Canticle

José Luis Gutiérrez

Today I came across
a black plastic bag
so meticulously folded

into the origami version
of a crow it could only
have been an accident.

Its makeshift wings
fluttered in a soft wind
on an inverted sky

of pliant grass alongside
Sunset: yellow patches
of late summer grass

interleaved with the season’s
greener demarcations.
Off to the side a monarch

with a clipped wing
flitted its seven-day reign
over a scattering

of pinecones.
Indeterminacy’s
the mechanism I seek

to make everything
go as planned.
This brings to mind

the question
of yesterday’s crows.
Not so much a murder

as a misdemeanor of them.
The way one’s three caws
resounded in the almost

stillness and seemed
to sustain the earth’s axis
as one of its brethren

fished out the entrails
of a possum baking
in the noonday sun.

Contingency’s myriad
flies us home:
sprouts wings where limbs

were forfeited to carry us
past the vagrant remains
of a life we could no longer

recognize if we tried.

 

José Luis Gutiérrez is a San Francisco poet.
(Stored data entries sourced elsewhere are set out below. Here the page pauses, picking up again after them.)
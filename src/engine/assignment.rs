//! Résolution des affectations de routes : un mode résolu une fois par
//! personne avant la boucle des jours, puis un pool de codes consommé
//! jour par jour (au plus une personne par route principale et par jour).

use super::pattern;
use super::types::{CoverageNote, ValidationWarning};
use crate::model::{
    main_prefix, AssignmentMode, Calendar, CellKind, Cell, Person, PersonId, PersonRole, Route,
};
use std::collections::BTreeMap;

/// Phases fixes des trois rôles d'une rotation loader_like.
const LOADER_LIKE_PHASES: [u32; 3] = [4, 0, 2];

/// Affectation résolue d'une personne, valable pour tout le mois.
#[derive(Debug, Clone, PartialEq, Eq)]
pub(super) enum Resolved {
    /// Route fixe tous les jours sauf un jour de repos hebdomadaire.
    FixedException { route: String },
    /// Titulaire de la route X d'une paire alternating_2x2.
    AlternatingPrimary { route: String },
    /// Titulaire de la route Y liée.
    AlternatingSecondary { route: String },
    /// Volant : X quand le titulaire principal se repose, sinon Y quand
    /// le titulaire secondaire se repose.
    AlternatingFloat {
        primary: PersonId,
        secondary: PersonId,
        route_x: String,
        route_y: Option<String>,
    },
    /// Rotation à trois sur deux routes liées, phase fixe par rôle.
    LoaderRotation {
        role: u32,
        phase: u32,
        route_x: String,
        route_y: Option<String>,
    },
    /// Route attitrée simple.
    DefaultRoute { route: String },
    Unassigned,
}

impl Resolved {
    /// Route principale désignée, pour la couverture jocker.
    pub(super) fn designated_route(&self) -> Option<&str> {
        match self {
            Self::FixedException { route }
            | Self::AlternatingPrimary { route }
            | Self::AlternatingSecondary { route }
            | Self::DefaultRoute { route } => Some(route),
            _ => None,
        }
    }

    pub(super) fn loader_phase(&self) -> Option<u32> {
        match self {
            Self::LoaderRotation { phase, .. } => Some(*phase),
            _ => None,
        }
    }
}

/// Contrôles de cohérence du catalogue ; la génération continue en mode
/// dégradé quand une route est incomplète.
pub(super) fn validate_routes(routes: &[Route]) -> Vec<ValidationWarning> {
    let mut out = Vec::new();
    for route in routes {
        match &route.mode {
            AssignmentMode::Alternating2x2 {
                alternating_linked_route: None,
                ..
            } => out.push(ValidationWarning::AlternatingLinkMissing {
                route: route.short_code.clone(),
            }),
            AssignmentMode::LoaderLike {
                rotation_drivers, ..
            } if rotation_drivers.len() < 3 => {
                out.push(ValidationWarning::LoaderRotationIncomplete {
                    route: route.short_code.clone(),
                    configured: rotation_drivers.len(),
                })
            }
            _ => {}
        }
    }
    out
}

/// Résout le mode d'affectation de chaque chauffeur régulier. Priorité :
/// rôle principal, sinon rôle secondaire, sinon première mention dans le
/// catalogue, sinon la route attitrée de la personne.
pub(super) fn resolve_all(people: &[Person], routes: &[Route]) -> BTreeMap<PersonId, Resolved> {
    let mut out = BTreeMap::new();
    for person in people {
        if person.role != PersonRole::Driver {
            continue;
        }
        out.insert(person.id, resolve_person(person, routes));
    }
    out
}

fn resolve_person(person: &Person, routes: &[Route]) -> Resolved {
    if let Some(exc) = &person.fixed_route_exception {
        return Resolved::FixedException {
            route: exc.route.clone(),
        };
    }

    let mut primary_match = None;
    let mut secondary_match = None;
    let mut first_match = None;

    for route in routes {
        match &route.mode {
            AssignmentMode::Alternating2x2 {
                primary_driver,
                secondary_driver,
                alternating_driver,
                alternating_linked_route,
            } => {
                if *primary_driver == person.id && primary_match.is_none() {
                    primary_match = Some(Resolved::AlternatingPrimary {
                        route: route.short_code.clone(),
                    });
                }
                if *secondary_driver == person.id && secondary_match.is_none() {
                    secondary_match = Some(match alternating_linked_route {
                        Some(linked) => Resolved::AlternatingSecondary {
                            route: linked.clone(),
                        },
                        // Route liée absente : signalée par validate_routes,
                        // le titulaire secondaire retombe dans le pool.
                        None => Resolved::Unassigned,
                    });
                }
                if *alternating_driver == person.id && first_match.is_none() {
                    first_match = Some(Resolved::AlternatingFloat {
                        primary: *primary_driver,
                        secondary: *secondary_driver,
                        route_x: route.short_code.clone(),
                        route_y: alternating_linked_route.clone(),
                    });
                }
            }
            AssignmentMode::LoaderLike {
                rotation_drivers,
                loader_linked_route,
            } => {
                if let Some(pos) = rotation_drivers.iter().position(|d| *d == person.id) {
                    if first_match.is_none() && pos < LOADER_LIKE_PHASES.len() {
                        first_match = Some(Resolved::LoaderRotation {
                            role: pos as u32,
                            phase: LOADER_LIKE_PHASES[pos],
                            route_x: route.short_code.clone(),
                            route_y: loader_linked_route.clone(),
                        });
                    }
                }
            }
            AssignmentMode::Default => {}
        }
    }

    primary_match
        .or(secondary_match)
        .or(first_match)
        .or_else(|| {
            person
                .assigned_route
                .clone()
                .map(|route| Resolved::DefaultRoute { route })
        })
        .unwrap_or(Resolved::Unassigned)
}

/// Pool de codes d'un jour : routes principales d'abord (ordre du
/// catalogue), secondaires ensuite. Consommé au fil des affectations ;
/// ce qui reste en fin de journée devient le rapport `missing`.
#[derive(Debug, Clone)]
pub(super) struct DayPool {
    mains: Vec<String>,
    secondaries: Vec<String>,
}

impl DayPool {
    pub(super) fn new(routes: &[Route]) -> Self {
        let mut mains = Vec::new();
        let mut secondaries = Vec::new();
        for route in routes {
            if route.is_secondary() {
                secondaries.push(route.short_code.clone());
            } else {
                mains.push(route.short_code.clone());
            }
        }
        Self { mains, secondaries }
    }

    fn take_main(&mut self, code: &str) -> bool {
        match self.mains.iter().position(|c| c == code) {
            Some(pos) => {
                self.mains.remove(pos);
                true
            }
            None => false,
        }
    }

    fn take_first_main(&mut self) -> Option<String> {
        if self.mains.is_empty() {
            None
        } else {
            Some(self.mains.remove(0))
        }
    }

    fn take_secondary(&mut self, code: &str) -> bool {
        match self.secondaries.iter().position(|c| c == code) {
            Some(pos) => {
                self.secondaries.remove(pos);
                true
            }
            None => false,
        }
    }

    fn take_secondary_of(&mut self, main: &str) -> Option<String> {
        let pos = self.secondaries.iter().position(|c| main_prefix(c) == main)?;
        Some(self.secondaries.remove(pos))
    }

    fn has_main(&self, code: &str) -> bool {
        self.mains.iter().any(|c| c == code)
    }

    pub(super) fn leftovers(self) -> Vec<String> {
        let mut out = self.mains;
        out.extend(self.secondaries);
        out
    }
}

/// Valeur de cellule pour une route principale déjà retirée du pool :
/// la secondaire pointée éventuelle est accolée avec `+`.
fn route_value(pool: &mut DayPool, main: &str) -> String {
    match pool.take_secondary_of(main) {
        Some(sec) => format!("{main}+{sec}"),
        None => main.to_string(),
    }
}

/// Pré-remplit les personnes à route fixe, hors distribution générique.
pub(super) fn apply_fixed(
    calendar: &mut Calendar,
    day: u32,
    people: &[Person],
    resolved: &BTreeMap<PersonId, Resolved>,
    pool: &mut DayPool,
) {
    for person in people {
        let Some(Resolved::FixedException { route }) = resolved.get(&person.id) else {
            continue;
        };
        let Some(cell) = calendar.cell(person.id, day) else {
            continue;
        };
        if cell.is_empty_work() && pool.take_main(route) {
            let value = route_value(pool, route);
            calendar.set(person.id, day, Cell::work(value));
        }
    }
}

/// Affectations par mode (titulaires, volant, rotations loader_like,
/// routes attitrées), dans l'ordre du roster.
pub(super) fn apply_modes(
    calendar: &mut Calendar,
    day: u32,
    people: &[Person],
    resolved: &BTreeMap<PersonId, Resolved>,
    starts: &BTreeMap<PersonId, u32>,
    pool: &mut DayPool,
) {
    for person in people {
        let Some(assignment) = resolved.get(&person.id) else {
            continue;
        };
        match assignment {
            Resolved::AlternatingPrimary { route }
            | Resolved::AlternatingSecondary { route }
            | Resolved::DefaultRoute { route } => {
                let on_duty = calendar
                    .cell(person.id, day)
                    .is_some_and(Cell::is_empty_work);
                if on_duty && pool.take_main(route) {
                    let value = route_value(pool, route);
                    calendar.set(person.id, day, Cell::work(value));
                }
            }
            Resolved::AlternatingFloat {
                primary,
                secondary,
                route_x,
                route_y,
            } => {
                let wanted = if resting(starts, *primary, day) {
                    Some(route_x.clone())
                } else if resting(starts, *secondary, day) {
                    route_y.clone()
                } else {
                    None
                };
                let Some(route) = wanted else { continue };
                // Le volant est mis au travail même sur un de ses jours
                // de repos : sa couverture suit les titulaires.
                let overridable = matches!(
                    calendar.cell(person.id, day).map(|c| c.kind),
                    Some(CellKind::Work) | Some(CellKind::Weekend)
                );
                let occupied = calendar
                    .cell(person.id, day)
                    .is_some_and(|c| c.kind == CellKind::Work && !c.value.is_empty());
                if overridable && !occupied && pool.take_main(&route) {
                    let value = route_value(pool, &route);
                    calendar.set(person.id, day, Cell::work(value));
                }
            }
            Resolved::LoaderRotation {
                role,
                phase,
                route_x,
                route_y,
            } => {
                let on_duty = calendar
                    .cell(person.id, day)
                    .is_some_and(Cell::is_empty_work);
                if !on_duty {
                    continue;
                }
                let cycles = (phase + day - 1) / 6;
                let use_x = (cycles % 2 == 0) != (*role == 2);
                let code = if use_x {
                    Some(route_x.clone())
                } else {
                    route_y.clone()
                };
                if let Some(code) = code {
                    if pool.take_main(&code) {
                        let value = route_value(pool, &code);
                        calendar.set(person.id, day, Cell::work(value));
                    }
                }
            }
            Resolved::FixedException { .. } | Resolved::Unassigned => {}
        }
    }
}

fn resting(starts: &BTreeMap<PersonId, u32>, person: PersonId, day: u32) -> bool {
    // Référence pendante : jamais en repos, le volant ne couvre rien.
    starts
        .get(&person)
        .is_some_and(|start| !pattern::is_work_slot(pattern::pattern_index(*start, day)))
}

/// Couverture jocker : au plus une par jour, pour la route désignée d'une
/// personne en congés ce jour-là. La préférence de secondaire explicite
/// de la personne couverte est honorée si elle est encore disponible.
pub(super) fn cover_with_jocker(
    calendar: &mut Calendar,
    day: u32,
    people: &[Person],
    resolved: &BTreeMap<PersonId, Resolved>,
    pool: &mut DayPool,
) -> Option<CoverageNote> {
    let vacationer = people.iter().find(|p| {
        calendar
            .cell(p.id, day)
            .is_some_and(|c| c.kind == CellKind::Vacation)
            && resolved
                .get(&p.id)
                .and_then(Resolved::designated_route)
                .is_some_and(|route| pool.has_main(route))
    })?;
    let jocker = people.iter().find(|p| {
        p.role == PersonRole::Jocker
            && calendar
                .cell(p.id, day)
                .is_some_and(Cell::is_empty_work)
    })?;

    let route = resolved
        .get(&vacationer.id)
        .and_then(Resolved::designated_route)?
        .to_string();
    if !pool.take_main(&route) {
        return None;
    }
    let preferred = vacationer
        .available_routes
        .iter()
        .find(|code| main_prefix(code) == route && pool.take_secondary(code))
        .cloned();
    let secondary = preferred.or_else(|| pool.take_secondary_of(&route));
    let value = match secondary {
        Some(sec) => format!("{route}+{sec}"),
        None => route.clone(),
    };
    calendar.set(jocker.id, day, Cell::work(value));

    Some(CoverageNote {
        day,
        jocker: jocker.id,
        covered: vacationer.id,
        route,
    })
}

/// Distribution générique : les chauffeurs en service encore sans valeur
/// consomment le pool, par priorité de catégorie puis ordre du roster.
pub(super) fn distribute_pool(
    calendar: &mut Calendar,
    day: u32,
    people: &[Person],
    resolved: &BTreeMap<PersonId, Resolved>,
    category_priority: &[String],
    pool: &mut DayPool,
) {
    let mut candidates: Vec<(usize, usize, PersonId)> = people
        .iter()
        .enumerate()
        .filter(|(_, p)| {
            p.role == PersonRole::Driver
                && matches!(resolved.get(&p.id), Some(Resolved::Unassigned))
                && calendar.cell(p.id, day).is_some_and(Cell::is_empty_work)
        })
        .map(|(idx, p)| {
            let rank = category_priority
                .iter()
                .position(|c| *c == p.category)
                .unwrap_or(usize::MAX);
            (rank, idx, p.id)
        })
        .collect();
    candidates.sort();

    for (_, _, id) in candidates {
        let Some(main) = pool.take_first_main() else {
            break;
        };
        let value = route_value(pool, &main);
        calendar.set(id, day, Cell::work(value));
    }
}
He is also the host of the BookShop West Portal Poetry Series. His work has appeared in Spillway, Eratio, 99 Poems for the 99 Percent, San Francisco Poets 11, Sparring with Beatnik Ghosts, Margie, Letterbox, DMQ, Apropos Literary Journal and is forthcoming in Thrush Poetry Journal and the Mutanabbi Street Anthology due out 2012 through PM Press.